Collected data entries:
=======
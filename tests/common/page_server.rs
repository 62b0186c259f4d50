//! Minimal HTTP/1.1 server for integration tests.
//!
//! Serves a fixed set of pages by path. Unknown paths get 404. Request
//! heads are recorded so tests can inspect headers sent by the client.

use std::collections::HashMap;
use std::io::{Read, Write};
use std::net::{TcpListener, TcpStream};
use std::sync::{Arc, Mutex};
use std::thread;
use std::time::Duration;

#[derive(Debug, Clone)]
pub struct Page {
    pub status: u16,
    pub content_type: Option<String>,
    pub body: Vec<u8>,
    /// Sleep before answering (simulates a slow server).
    pub delay: Option<Duration>,
}

impl Page {
    pub fn html(body: &str) -> Self {
        Self {
            status: 200,
            content_type: Some("text/html; charset=utf-8".to_string()),
            body: body.as_bytes().to_vec(),
            delay: None,
        }
    }

    pub fn bytes(content_type: Option<&str>, body: &[u8]) -> Self {
        Self {
            status: 200,
            content_type: content_type.map(str::to_string),
            body: body.to_vec(),
            delay: None,
        }
    }

    pub fn status(status: u16) -> Self {
        Self {
            status,
            content_type: Some("text/plain".to_string()),
            body: b"error".to_vec(),
            delay: None,
        }
    }

    pub fn delayed(mut self, delay: Duration) -> Self {
        self.delay = Some(delay);
        self
    }
}

pub struct PageServer {
    base: String,
    requests: Arc<Mutex<Vec<String>>>,
}

impl PageServer {
    /// Full URL for `path` (which should start with `/`).
    pub fn url(&self, path: &str) -> String {
        format!("{}{}", self.base, path)
    }

    /// Raw request heads received so far.
    pub fn requests(&self) -> Vec<String> {
        self.requests.lock().unwrap().clone()
    }
}

/// Starts a server in a background thread. It runs until the process exits.
pub fn start(pages: Vec<(&str, Page)>) -> PageServer {
    let listener = TcpListener::bind("127.0.0.1:0").expect("bind");
    let port = listener.local_addr().unwrap().port();
    let pages: Arc<HashMap<String, Page>> =
        Arc::new(pages.into_iter().map(|(path, page)| (path.to_string(), page)).collect());
    let requests = Arc::new(Mutex::new(Vec::new()));

    let seen = Arc::clone(&requests);
    thread::spawn(move || {
        for stream in listener.incoming().flatten() {
            let pages = Arc::clone(&pages);
            let seen = Arc::clone(&seen);
            thread::spawn(move || handle(stream, &pages, &seen));
        }
    });

    PageServer {
        base: format!("http://127.0.0.1:{port}"),
        requests,
    }
}

fn handle(mut stream: TcpStream, pages: &HashMap<String, Page>, seen: &Mutex<Vec<String>>) {
    let _ = stream.set_read_timeout(Some(Duration::from_secs(2)));
    let _ = stream.set_write_timeout(Some(Duration::from_secs(2)));
    let mut buf = [0u8; 8192];
    let n = match stream.read(&mut buf) {
        Ok(0) | Err(_) => return,
        Ok(n) => n,
    };
    let Ok(request) = std::str::from_utf8(&buf[..n]) else {
        return;
    };
    seen.lock().unwrap().push(request.to_string());

    let path = request
        .lines()
        .next()
        .and_then(|line| line.split_whitespace().nth(1))
        .unwrap_or("/");

    let missing = Page::status(404);
    let page = pages.get(path).unwrap_or(&missing);
    if let Some(delay) = page.delay {
        thread::sleep(delay);
    }

    let content_type = page
        .content_type
        .as_ref()
        .map(|ct| format!("Content-Type: {ct}\r\n"))
        .unwrap_or_default();
    let head = format!(
        "HTTP/1.1 {} {}\r\nContent-Length: {}\r\n{}Connection: close\r\n\r\n",
        page.status,
        reason(page.status),
        page.body.len(),
        content_type
    );
    let _ = stream.write_all(head.as_bytes());
    let _ = stream.write_all(&page.body);
}

fn reason(status: u16) -> &'static str {
    match status {
        200 => "OK",
        404 => "Not Found",
        500 => "Internal Server Error",
        503 => "Service Unavailable",
        _ => "Unknown",
    }
}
=======
Set down only these lines, exactly: the one containing "let requests = Arc::new(Mutex::new(Vec::new()));" and each line after it through the end of the entries above.

    let requests = Arc::new(Mutex::new(Vec::new()));

    let seen = Arc::clone(&requests);
    thread::spawn(move || {
        for stream in listener.incoming().flatten() {
            let pages = Arc::clone(&pages);
            let seen = Arc::clone(&seen);
            thread::spawn(move || handle(stream, &pages, &seen));
        }
    });

    PageServer {
        base: format!("http://127.0.0.1:{port}"),
        requests,
    }
}

fn handle(mut stream: TcpStream, pages: &HashMap<String, Page>, seen: &Mutex<Vec<String>>) {
    let _ = stream.set_read_timeout(Some(Duration::from_secs(2)));
    let _ = stream.set_write_timeout(Some(Duration::from_secs(2)));
    let mut buf = [0u8; 8192];
    let n = match stream.read(&mut buf) {
        Ok(0) | Err(_) => return,
        Ok(n) => n,
    };
    let Ok(request) = std::str::from_utf8(&buf[..n]) else {
        return;
    };
    seen.lock().unwrap().push(request.to_string());

    let path = request
        .lines()
        .next()
        .and_then(|line| line.split_whitespace().nth(1))
        .unwrap_or("/");

    let missing = Page::status(404);
    let page = pages.get(path).unwrap_or(&missing);
    if let Some(delay) = page.delay {
        thread::sleep(delay);
    }

    let content_type = page
        .content_type
        .as_ref()
        .map(|ct| format!("Content-Type: {ct}\r\n"))
        .unwrap_or_default();
    let head = format!(
        "HTTP/1.1 {} {}\r\nContent-Length: {}\r\n{}Connection: close\r\n\r\n",
        page.status,
        reason(page.status),
        page.body.len(),
        content_type
    );
    let _ = stream.write_all(head.as_bytes());
    let _ = stream.write_all(&page.body);
}

fn reason(status: u16) -> &'static str {
    match status {
        200 => "OK",
        404 => "Not Found",
        500 => "Internal Server Error",
        503 => "Service Unavailable",
        _ => "Unknown",
    }
}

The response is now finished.